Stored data
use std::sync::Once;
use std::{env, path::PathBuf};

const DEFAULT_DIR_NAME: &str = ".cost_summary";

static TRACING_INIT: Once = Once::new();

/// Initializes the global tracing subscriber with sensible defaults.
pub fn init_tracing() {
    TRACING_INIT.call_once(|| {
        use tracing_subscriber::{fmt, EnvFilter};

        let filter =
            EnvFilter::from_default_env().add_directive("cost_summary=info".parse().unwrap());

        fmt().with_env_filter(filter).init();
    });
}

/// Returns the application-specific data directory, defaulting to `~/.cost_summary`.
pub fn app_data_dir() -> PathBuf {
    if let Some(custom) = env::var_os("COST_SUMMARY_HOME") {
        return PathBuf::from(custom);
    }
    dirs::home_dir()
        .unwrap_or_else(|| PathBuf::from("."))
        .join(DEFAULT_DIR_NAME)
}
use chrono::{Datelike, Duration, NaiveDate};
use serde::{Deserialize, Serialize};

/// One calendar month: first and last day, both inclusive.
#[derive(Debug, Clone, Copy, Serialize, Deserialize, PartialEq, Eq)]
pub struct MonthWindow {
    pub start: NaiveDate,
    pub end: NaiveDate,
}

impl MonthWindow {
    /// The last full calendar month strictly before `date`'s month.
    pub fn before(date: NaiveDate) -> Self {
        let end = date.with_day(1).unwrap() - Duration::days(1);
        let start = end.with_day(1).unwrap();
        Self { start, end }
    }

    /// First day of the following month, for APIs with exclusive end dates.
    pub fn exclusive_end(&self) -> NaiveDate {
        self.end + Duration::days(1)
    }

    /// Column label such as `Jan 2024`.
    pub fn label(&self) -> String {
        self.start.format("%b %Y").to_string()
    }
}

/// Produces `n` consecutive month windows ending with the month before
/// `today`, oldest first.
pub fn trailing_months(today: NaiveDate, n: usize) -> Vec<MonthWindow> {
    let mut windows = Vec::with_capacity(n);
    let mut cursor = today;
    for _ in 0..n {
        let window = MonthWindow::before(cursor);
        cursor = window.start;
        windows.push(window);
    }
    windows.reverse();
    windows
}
...
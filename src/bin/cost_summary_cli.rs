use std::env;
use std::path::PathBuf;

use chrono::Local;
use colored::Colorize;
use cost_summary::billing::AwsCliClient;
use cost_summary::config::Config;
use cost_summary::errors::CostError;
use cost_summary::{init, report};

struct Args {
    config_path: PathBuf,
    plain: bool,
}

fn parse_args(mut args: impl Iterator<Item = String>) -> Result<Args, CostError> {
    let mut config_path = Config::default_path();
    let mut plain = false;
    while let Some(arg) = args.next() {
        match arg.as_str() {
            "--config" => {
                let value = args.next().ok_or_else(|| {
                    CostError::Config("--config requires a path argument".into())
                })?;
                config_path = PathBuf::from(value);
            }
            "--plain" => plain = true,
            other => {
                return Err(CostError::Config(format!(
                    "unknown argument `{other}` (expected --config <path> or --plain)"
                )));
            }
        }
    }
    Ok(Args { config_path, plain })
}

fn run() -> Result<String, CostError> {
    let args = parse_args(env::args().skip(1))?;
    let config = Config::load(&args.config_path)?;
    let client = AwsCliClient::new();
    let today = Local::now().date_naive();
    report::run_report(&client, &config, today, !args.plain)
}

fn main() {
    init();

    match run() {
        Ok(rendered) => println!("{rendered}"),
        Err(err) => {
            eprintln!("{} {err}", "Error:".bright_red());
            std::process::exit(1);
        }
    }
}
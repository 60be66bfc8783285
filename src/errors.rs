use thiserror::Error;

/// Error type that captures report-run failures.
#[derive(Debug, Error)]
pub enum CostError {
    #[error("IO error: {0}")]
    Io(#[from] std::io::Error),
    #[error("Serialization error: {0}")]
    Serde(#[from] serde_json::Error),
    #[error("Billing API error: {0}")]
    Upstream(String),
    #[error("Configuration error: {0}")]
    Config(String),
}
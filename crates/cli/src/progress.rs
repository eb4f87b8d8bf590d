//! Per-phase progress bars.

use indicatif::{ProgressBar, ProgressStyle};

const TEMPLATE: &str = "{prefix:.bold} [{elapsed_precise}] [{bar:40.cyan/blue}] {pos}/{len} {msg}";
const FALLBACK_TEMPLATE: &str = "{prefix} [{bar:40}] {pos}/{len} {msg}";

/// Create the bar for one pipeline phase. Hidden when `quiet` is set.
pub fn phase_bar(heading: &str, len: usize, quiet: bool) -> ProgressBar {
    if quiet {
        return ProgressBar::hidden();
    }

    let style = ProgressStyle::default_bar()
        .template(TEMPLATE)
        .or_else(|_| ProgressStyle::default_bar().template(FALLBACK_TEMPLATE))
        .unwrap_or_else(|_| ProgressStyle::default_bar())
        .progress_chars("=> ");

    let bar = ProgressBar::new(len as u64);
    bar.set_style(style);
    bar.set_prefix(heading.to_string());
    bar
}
--
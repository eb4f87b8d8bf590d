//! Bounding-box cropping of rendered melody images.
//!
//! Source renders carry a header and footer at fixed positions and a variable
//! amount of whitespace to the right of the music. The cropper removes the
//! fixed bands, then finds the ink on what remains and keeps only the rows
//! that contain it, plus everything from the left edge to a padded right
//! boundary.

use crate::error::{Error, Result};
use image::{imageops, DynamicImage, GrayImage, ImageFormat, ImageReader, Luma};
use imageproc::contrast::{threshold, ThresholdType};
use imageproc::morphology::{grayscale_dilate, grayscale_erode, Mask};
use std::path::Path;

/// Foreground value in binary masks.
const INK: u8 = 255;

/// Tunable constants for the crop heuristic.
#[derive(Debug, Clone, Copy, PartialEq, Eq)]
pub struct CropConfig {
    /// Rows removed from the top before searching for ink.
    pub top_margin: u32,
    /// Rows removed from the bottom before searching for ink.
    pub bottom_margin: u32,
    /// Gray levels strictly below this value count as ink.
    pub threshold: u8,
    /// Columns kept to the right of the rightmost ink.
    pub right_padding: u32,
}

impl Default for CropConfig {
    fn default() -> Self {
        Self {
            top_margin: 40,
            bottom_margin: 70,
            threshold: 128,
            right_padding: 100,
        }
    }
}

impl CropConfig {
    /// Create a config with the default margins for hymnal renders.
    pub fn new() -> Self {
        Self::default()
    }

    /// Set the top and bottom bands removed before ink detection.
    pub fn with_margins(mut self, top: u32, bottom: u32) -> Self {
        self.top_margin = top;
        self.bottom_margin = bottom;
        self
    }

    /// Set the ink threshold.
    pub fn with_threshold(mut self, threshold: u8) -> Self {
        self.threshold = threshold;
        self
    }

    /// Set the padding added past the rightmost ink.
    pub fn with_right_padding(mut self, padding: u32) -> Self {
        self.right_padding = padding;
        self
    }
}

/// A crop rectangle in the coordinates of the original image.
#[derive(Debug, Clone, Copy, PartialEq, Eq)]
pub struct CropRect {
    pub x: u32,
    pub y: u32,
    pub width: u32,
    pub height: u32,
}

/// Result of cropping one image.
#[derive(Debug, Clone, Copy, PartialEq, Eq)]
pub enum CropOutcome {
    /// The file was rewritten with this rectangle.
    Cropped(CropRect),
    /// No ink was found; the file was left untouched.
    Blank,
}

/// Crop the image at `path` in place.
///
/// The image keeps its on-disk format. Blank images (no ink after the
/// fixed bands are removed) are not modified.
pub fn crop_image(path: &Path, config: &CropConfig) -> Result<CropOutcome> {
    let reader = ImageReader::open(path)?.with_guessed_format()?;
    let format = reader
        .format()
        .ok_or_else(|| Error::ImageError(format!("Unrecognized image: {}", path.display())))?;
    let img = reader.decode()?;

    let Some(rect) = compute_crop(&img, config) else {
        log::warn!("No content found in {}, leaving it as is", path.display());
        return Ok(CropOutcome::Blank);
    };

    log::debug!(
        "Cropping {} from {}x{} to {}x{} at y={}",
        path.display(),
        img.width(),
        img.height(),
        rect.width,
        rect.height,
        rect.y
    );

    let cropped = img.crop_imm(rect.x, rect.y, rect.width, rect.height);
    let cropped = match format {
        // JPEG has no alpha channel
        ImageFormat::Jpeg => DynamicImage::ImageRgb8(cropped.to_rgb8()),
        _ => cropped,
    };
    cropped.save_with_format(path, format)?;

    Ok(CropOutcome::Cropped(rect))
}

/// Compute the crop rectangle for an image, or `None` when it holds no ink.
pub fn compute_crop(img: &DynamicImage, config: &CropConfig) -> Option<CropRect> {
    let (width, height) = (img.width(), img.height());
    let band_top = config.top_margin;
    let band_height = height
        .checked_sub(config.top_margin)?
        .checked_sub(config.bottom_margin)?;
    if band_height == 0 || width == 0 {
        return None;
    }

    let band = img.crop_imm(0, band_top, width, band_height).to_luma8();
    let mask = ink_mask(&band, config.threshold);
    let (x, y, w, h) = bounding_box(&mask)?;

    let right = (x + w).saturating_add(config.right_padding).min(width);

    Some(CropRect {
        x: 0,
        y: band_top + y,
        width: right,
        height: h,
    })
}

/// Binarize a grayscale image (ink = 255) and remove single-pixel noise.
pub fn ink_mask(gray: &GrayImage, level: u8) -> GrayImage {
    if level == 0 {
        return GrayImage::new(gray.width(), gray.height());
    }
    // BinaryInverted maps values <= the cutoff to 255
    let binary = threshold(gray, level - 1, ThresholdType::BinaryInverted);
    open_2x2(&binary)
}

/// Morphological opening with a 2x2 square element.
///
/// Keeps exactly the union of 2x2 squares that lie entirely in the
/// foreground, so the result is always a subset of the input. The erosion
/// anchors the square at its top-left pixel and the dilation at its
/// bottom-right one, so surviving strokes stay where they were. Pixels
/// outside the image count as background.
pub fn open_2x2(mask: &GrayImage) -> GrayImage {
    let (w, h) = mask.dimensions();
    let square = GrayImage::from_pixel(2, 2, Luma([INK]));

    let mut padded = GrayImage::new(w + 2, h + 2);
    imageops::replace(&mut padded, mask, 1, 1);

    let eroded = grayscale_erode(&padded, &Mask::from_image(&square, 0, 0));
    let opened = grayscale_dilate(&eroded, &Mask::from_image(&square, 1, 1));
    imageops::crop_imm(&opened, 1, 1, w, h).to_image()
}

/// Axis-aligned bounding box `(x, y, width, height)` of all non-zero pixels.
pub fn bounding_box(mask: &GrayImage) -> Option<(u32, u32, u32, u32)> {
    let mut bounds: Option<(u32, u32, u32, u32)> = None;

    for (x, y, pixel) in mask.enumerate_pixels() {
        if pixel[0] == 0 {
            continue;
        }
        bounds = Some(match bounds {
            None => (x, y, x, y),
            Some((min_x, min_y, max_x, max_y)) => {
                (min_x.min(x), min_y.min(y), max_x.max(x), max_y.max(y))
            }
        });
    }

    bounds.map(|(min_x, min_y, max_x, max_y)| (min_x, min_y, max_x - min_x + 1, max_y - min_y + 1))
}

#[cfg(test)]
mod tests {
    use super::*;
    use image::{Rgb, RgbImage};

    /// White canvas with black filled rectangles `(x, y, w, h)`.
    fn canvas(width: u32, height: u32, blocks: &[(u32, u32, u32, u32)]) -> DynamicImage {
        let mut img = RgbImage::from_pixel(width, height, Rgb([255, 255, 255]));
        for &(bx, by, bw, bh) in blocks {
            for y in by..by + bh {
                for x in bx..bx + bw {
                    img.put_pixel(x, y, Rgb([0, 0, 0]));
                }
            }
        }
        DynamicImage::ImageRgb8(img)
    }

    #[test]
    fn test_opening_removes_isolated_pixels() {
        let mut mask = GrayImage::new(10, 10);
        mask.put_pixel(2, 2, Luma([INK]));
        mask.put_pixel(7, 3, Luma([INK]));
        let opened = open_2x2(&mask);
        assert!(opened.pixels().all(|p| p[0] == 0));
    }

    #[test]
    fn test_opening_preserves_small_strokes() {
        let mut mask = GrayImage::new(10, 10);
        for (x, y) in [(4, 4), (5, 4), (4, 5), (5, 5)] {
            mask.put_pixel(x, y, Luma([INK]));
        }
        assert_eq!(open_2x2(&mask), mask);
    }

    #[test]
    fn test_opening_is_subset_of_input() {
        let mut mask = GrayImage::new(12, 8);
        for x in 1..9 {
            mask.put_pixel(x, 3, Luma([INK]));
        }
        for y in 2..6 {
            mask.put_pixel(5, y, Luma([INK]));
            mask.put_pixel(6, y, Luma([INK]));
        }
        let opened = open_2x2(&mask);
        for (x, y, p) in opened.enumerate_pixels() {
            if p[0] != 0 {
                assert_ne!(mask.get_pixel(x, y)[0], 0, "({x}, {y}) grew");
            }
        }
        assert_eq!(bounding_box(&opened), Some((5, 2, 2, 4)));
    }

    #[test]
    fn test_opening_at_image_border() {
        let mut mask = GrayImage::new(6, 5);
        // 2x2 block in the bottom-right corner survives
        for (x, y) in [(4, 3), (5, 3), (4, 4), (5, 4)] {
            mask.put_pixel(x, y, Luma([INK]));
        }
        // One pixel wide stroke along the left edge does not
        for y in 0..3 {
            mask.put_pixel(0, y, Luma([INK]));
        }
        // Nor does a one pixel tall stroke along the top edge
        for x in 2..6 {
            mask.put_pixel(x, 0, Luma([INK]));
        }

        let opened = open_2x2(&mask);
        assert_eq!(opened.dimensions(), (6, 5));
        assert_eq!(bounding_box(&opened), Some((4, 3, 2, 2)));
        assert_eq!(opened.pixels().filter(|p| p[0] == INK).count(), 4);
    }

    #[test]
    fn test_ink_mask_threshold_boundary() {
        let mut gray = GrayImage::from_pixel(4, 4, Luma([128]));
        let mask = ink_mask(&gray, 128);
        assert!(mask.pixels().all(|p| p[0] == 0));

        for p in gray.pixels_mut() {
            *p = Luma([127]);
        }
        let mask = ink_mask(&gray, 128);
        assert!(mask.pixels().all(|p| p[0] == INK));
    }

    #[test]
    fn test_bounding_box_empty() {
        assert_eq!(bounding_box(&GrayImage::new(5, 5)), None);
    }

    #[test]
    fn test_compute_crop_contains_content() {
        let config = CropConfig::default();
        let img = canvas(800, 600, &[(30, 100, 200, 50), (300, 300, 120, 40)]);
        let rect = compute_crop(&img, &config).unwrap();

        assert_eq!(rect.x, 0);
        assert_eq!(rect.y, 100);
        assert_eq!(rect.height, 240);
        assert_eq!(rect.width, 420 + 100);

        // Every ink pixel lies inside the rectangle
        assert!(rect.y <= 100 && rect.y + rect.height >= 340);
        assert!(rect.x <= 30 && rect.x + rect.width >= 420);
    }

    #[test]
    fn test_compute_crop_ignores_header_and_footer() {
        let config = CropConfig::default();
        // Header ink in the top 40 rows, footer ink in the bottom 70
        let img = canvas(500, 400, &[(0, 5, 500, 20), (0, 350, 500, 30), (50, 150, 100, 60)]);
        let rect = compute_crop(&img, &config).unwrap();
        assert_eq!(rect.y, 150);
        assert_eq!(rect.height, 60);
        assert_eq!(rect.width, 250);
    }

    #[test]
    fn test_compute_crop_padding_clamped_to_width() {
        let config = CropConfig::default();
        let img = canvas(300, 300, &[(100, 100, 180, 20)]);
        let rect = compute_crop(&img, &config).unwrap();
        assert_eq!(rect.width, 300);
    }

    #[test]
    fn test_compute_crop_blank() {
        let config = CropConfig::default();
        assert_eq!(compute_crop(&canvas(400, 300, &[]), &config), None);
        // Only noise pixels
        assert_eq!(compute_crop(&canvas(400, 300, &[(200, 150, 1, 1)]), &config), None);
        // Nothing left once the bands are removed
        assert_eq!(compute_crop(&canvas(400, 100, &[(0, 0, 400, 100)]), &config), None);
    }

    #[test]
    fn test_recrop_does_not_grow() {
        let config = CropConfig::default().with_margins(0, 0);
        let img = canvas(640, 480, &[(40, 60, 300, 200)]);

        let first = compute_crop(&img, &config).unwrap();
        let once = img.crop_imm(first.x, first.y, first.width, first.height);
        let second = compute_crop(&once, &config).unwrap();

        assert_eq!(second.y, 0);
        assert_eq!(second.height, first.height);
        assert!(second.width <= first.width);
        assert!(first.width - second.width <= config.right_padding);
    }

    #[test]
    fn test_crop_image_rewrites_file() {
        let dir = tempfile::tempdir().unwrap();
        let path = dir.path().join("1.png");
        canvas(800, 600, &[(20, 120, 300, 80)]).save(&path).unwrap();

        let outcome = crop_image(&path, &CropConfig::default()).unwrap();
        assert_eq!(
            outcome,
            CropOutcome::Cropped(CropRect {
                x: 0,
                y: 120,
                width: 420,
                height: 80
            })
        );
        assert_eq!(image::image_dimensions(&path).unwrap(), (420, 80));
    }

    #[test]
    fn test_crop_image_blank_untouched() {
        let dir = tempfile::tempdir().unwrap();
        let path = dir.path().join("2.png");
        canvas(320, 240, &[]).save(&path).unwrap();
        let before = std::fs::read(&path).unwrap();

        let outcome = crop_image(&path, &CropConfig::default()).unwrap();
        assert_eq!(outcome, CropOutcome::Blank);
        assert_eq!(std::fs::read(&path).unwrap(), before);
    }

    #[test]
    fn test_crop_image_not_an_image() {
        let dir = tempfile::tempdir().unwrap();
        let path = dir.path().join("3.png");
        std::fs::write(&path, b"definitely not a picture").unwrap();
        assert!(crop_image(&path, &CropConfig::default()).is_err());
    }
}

**TASK DIRECTIONS:** Going back over the entries above, copy word for word every line from the one that has "#[derive(Debug, Error)]" on through the one that has "filename crates/cli/src/progress.rs".

**SOLUTION BELOW:**
#[derive(Debug, Error)]
pub enum CostError {
    #[error("IO error: {0}")]
    Io(#[from] std::io::Error),
    #[error("Serialization error: {0}")]
    Serde(#[from] serde_json::Error),
    #[error("Billing API error: {0}")]
    Upstream(String),
    #[error("Configuration error: {0}")]
    Config(String),
}
filename crates/cli/src/progress.rs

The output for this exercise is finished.